A lot of the military advantages that we’ve had over the years that we’ve, I think, tried to use for good in terms of stabilizing the world, decreasing nuclear proliferation, ensuring that one country doesn’t invade another country like Iraq did, are now being canceled out. Those military advantages are now being canceled out by China. We’re going into a much more dangerous world, and a lot of people don’t even quite realize that because we haven’t had a military conflict with China. Were we to have a military conflict with China, we’re in a much more difficult situation, and China knows that.
Because China knows that their military is starting to rival us regionally in Asia, they are claiming, according to the Kissinger’s school of “realism”, and I put “realism” in quotes, … that they think they should have more territory; they think they should have more influence in Asia. They think that because they have a bigger military, our military should retreat from Asia. You have proposals out there that Korea should become a unified pro-Beijing government; should be a unified state that’s pro-Beijing.
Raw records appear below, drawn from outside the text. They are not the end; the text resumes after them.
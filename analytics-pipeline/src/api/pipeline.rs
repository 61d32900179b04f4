//! Pipeline API Handlers
//!
//! HTTP endpoints for a caller's own (or shared) pipelines.

use analytics_core::domain::pipeline::Pipeline;
use analytics_core::dto::pipeline::{PipelineResponse, PipelinesResponse};
use analytics_core::query::{ListParams, ListQuery};
use axum::{
    Json,
    extract::{Path, Query, State, rejection::JsonRejection},
    http::StatusCode,
};
use std::sync::Arc;

use crate::api::error::ApiResult;
use crate::api::identity::Identity;
use crate::service::Registry;

/// POST /pipeline
/// Store a new pipeline owned by the caller
pub async fn save_pipeline(
    State(registry): State<Arc<Registry>>,
    identity: Identity,
    payload: Result<Json<Pipeline>, JsonRejection>,
) -> ApiResult<Json<PipelineResponse>> {
    let Json(pipeline) = payload?;
    tracing::debug!("Saving pipeline '{}' for {}", pipeline.name, identity.user_id);

    let id = registry.save_pipeline(pipeline, &identity.user_id).await?;

    Ok(Json(PipelineResponse { id }))
}

/// PUT /pipeline
/// Replace an existing pipeline
pub async fn update_pipeline(
    State(registry): State<Arc<Registry>>,
    identity: Identity,
    payload: Result<Json<Pipeline>, JsonRejection>,
) -> ApiResult<Json<PipelineResponse>> {
    let Json(pipeline) = payload?;

    let id = registry
        .update_pipeline(pipeline, &identity.user_id, &identity.token)
        .await?;

    Ok(Json(PipelineResponse { id }))
}

/// GET /pipeline/{id}
pub async fn get_pipeline(
    State(registry): State<Arc<Registry>>,
    identity: Identity,
    Path(id): Path<String>,
) -> ApiResult<Json<Pipeline>> {
    let pipeline = registry
        .get_pipeline(&id, &identity.user_id, &identity.token)
        .await?;

    Ok(Json(pipeline))
}

/// DELETE /pipeline/{id}
pub async fn delete_pipeline(
    State(registry): State<Arc<Registry>>,
    identity: Identity,
    Path(id): Path<String>,
) -> ApiResult<StatusCode> {
    registry
        .delete_pipeline(&id, &identity.user_id, &identity.token)
        .await?;

    Ok(StatusCode::OK)
}

/// GET /pipeline
/// List pipelines the caller owns or may read
pub async fn list_pipelines(
    State(registry): State<Arc<Registry>>,
    identity: Identity,
    Query(params): Query<ListParams>,
) -> ApiResult<Json<PipelinesResponse>> {
    let query = ListQuery::from(params);

    let pipelines = registry
        .list_pipelines(&identity.user_id, &query, &identity.token)
        .await?;

    Ok(Json(pipelines))
}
Beijing is pushing very hard to get the entire South China Sea recognized as its own territory, and that is a huge piece of water that’s the same size as India, actually. It is so big, it has trillions of dollars worth of oil and gas in it. I think one-third of global shipping goes through the South China Sea. It’s got a lot of fishermen traditionally over centuries; millennia, really. The fishermen from countries like the Philippines, Vietnam, Brunei, Malaysia, Indonesia, have all used the South China Sea through artisanal fishing to feed their villages and feed their families. Now you have China coming into the South China Sea claiming it as their own.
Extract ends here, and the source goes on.